Mechanisms of kelp bed resilience and recovery on urbanised coasts
Reeves, S and Ling, S and Kriegisch, N and Johnson, C, Mechanisms of kelp bed resilience and recovery on urbanised coasts, Australian Marine Sciences Association 2015 Conference, 6-9 July 2015, Geelong, Victoria (2015) [Conference Extract]
Coastal water-quality has diminished worldwide due to increasing human development in coastal environments, in some areas resulting in loss and fragmentation of kelp bed habitat on temperate reefs. Despite increased recognition of degradation of kelp beds, there are limited studies relating the patterns to mechanisms of loss and resilience. We identified patterns of loss and fragmentation of kelp beds using archival aerial images of the heavily urbanised northern region of Port Phillip Bay (PPB) in Victoria. We then explored mechanisms underpinning patterns of kelp bed loss using multi-factorial manipulations to simultaneously test the single and combined effects of enhanced nutrients, sediments, disturbance (clearance of canopy), and urchin grazing. We show that sedimentation at double the ambient load had little impact on kelp bed communities, while elevated nutrients significantly reduced kelp cover by attracting increased sea urchin abundance, and increased cover of turfing-algae. When nutrients were elevated in combination with disturbance (manual removal of kelp), turfing-algae dominated the reef. When we examined urchin abundance in the different zones of kelp bed patches (edge, centre), we found urchin density was higher around the edge of the kelp beds.
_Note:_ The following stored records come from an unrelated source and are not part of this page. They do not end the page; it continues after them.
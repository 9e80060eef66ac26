//! Domain events.
//!
//! Every state change in the inventory is described by an event. The CLI logs
//! applied events through `tracing`, keyed by `event_type()`.

pub mod event;

pub use event::Event;
//! Inventory domain module.
//!
//! This crate contains the business rules for a name-keyed stock table,
//! implemented purely as deterministic domain logic (no console IO, no storage).

pub mod inventory;
pub mod item;

pub use inventory::{
    AddItem, DuplicatePolicy, EditItem, Inventory, InventoryCommand, InventoryEvent, ItemAdded,
    ItemEdited, ItemSold, SellItem, UnknownDuplicatePolicy,
};
pub use item::{Item, ItemDraft, Price};
//! Tracing/logging initialization.
//!
//! Logs go to stderr: stdout belongs to the interactive console.

use thiserror::Error;
use tracing_subscriber::EnvFilter;

/// Default filter when neither the configured directive nor `RUST_LOG` is set.
pub const DEFAULT_FILTER: &str = "warn";

/// Output format of the log lines.
#[derive(Debug, Clone, Copy, Default, PartialEq, Eq)]
pub enum LogFormat {
    #[default]
    Json,
    Pretty,
}

#[derive(Debug, Error, Clone, PartialEq, Eq)]
#[error("unknown log format: {0} (expected json or pretty)")]
pub struct UnknownLogFormat(pub String);

impl core::str::FromStr for LogFormat {
    type Err = UnknownLogFormat;

    fn from_str(s: &str) -> Result<Self, Self::Err> {
        match s.trim().to_ascii_lowercase().as_str() {
            "json" => Ok(Self::Json),
            "pretty" => Ok(Self::Pretty),
            other => Err(UnknownLogFormat(other.to_string())),
        }
    }
}

#[derive(Debug, Clone, Default, PartialEq, Eq)]
pub struct LogSettings {
    /// `EnvFilter` directive. `None` falls back to `RUST_LOG`, then [`DEFAULT_FILTER`].
    pub filter: Option<String>,
    pub format: LogFormat,
}

impl LogSettings {
    pub fn env_filter(&self) -> EnvFilter {
        self.filter
            .as_deref()
            .and_then(|directive| EnvFilter::try_new(directive).ok())
            .or_else(|| EnvFilter::try_from_default_env().ok())
            .unwrap_or_else(|| EnvFilter::new(DEFAULT_FILTER))
    }
}

/// Initialize tracing/logging for the process.
///
/// Safe to call multiple times (subsequent calls are no-ops).
pub fn init(settings: &LogSettings) {
    let builder = tracing_subscriber::fmt()
        .with_env_filter(settings.env_filter())
        .with_writer(std::io::stderr)
        .with_timer(tracing_subscriber::fmt::time::SystemTime)
        .with_target(false);

    let _ = match settings.format {
        LogFormat::Json => builder.json().try_init(),
        LogFormat::Pretty => builder.pretty().try_init(),
    };
}

#[cfg(test)]
mod tests {
    use super::*;

    #[test]
    fn log_format_parses_known_names() {
        assert_eq!("json".parse::<LogFormat>(), Ok(LogFormat::Json));
        assert_eq!("PRETTY".parse::<LogFormat>(), Ok(LogFormat::Pretty));
        assert_eq!(
            "xml".parse::<LogFormat>(),
            Err(UnknownLogFormat("xml".to_string()))
        );
    }

    #[test]
    fn explicit_filter_wins() {
        let settings = LogSettings {
            filter: Some("debug".to_string()),
            format: LogFormat::Json,
        };
        assert_eq!(settings.env_filter().to_string(), "debug");
    }

    #[test]
    fn init_twice_is_a_no_op() {
        init(&LogSettings::default());
        init(&LogSettings {
            filter: Some("info".to_string()),
            format: LogFormat::Pretty,
        });
    }
}
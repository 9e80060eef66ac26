//! `stockroom-core`: domain foundation building blocks.
//!
//! This crate contains **pure domain** primitives (no IO, no console, no logging setup).

pub mod aggregate;
pub mod entity;
pub mod error;
pub mod value_object;

pub use aggregate::Aggregate;
pub use entity::Entity;
pub use error::{DomainError, DomainResult};
pub use value_object::ValueObject;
Thus, while the centre zone of the kelp patch conferred some resilience, as kelp patches get smaller, an increasing perimeter:area ratio results in accelerating decline of the kelp patch. Overall, intact kelp beds appear resilient to reduced water-quality per se (increased sediment, nutrients), but are vulnerable to nutrification once disturbed (chiefly due to urchin grazing) begins to remove kelp biomass, resulting in a shift to a turf-dominated state which significantly limits kelp recruitment. It is clear that overgrazing by sea urchins plays a key role in driving kelp loss in PPB, leading to proliferation of turfs. It follows that successful restoration of kelp beds within the highly urbanised environment of PPB is not currently limited by water-quality, however, restoration attempts must confront extreme abundances of overgrazing sea urchins if recovery of this key habitat is to occur. Given the scale of kelp loss in northern PPB, transplant of adult kelps as a source of spores is also a likely requisite for kelp bed restoration.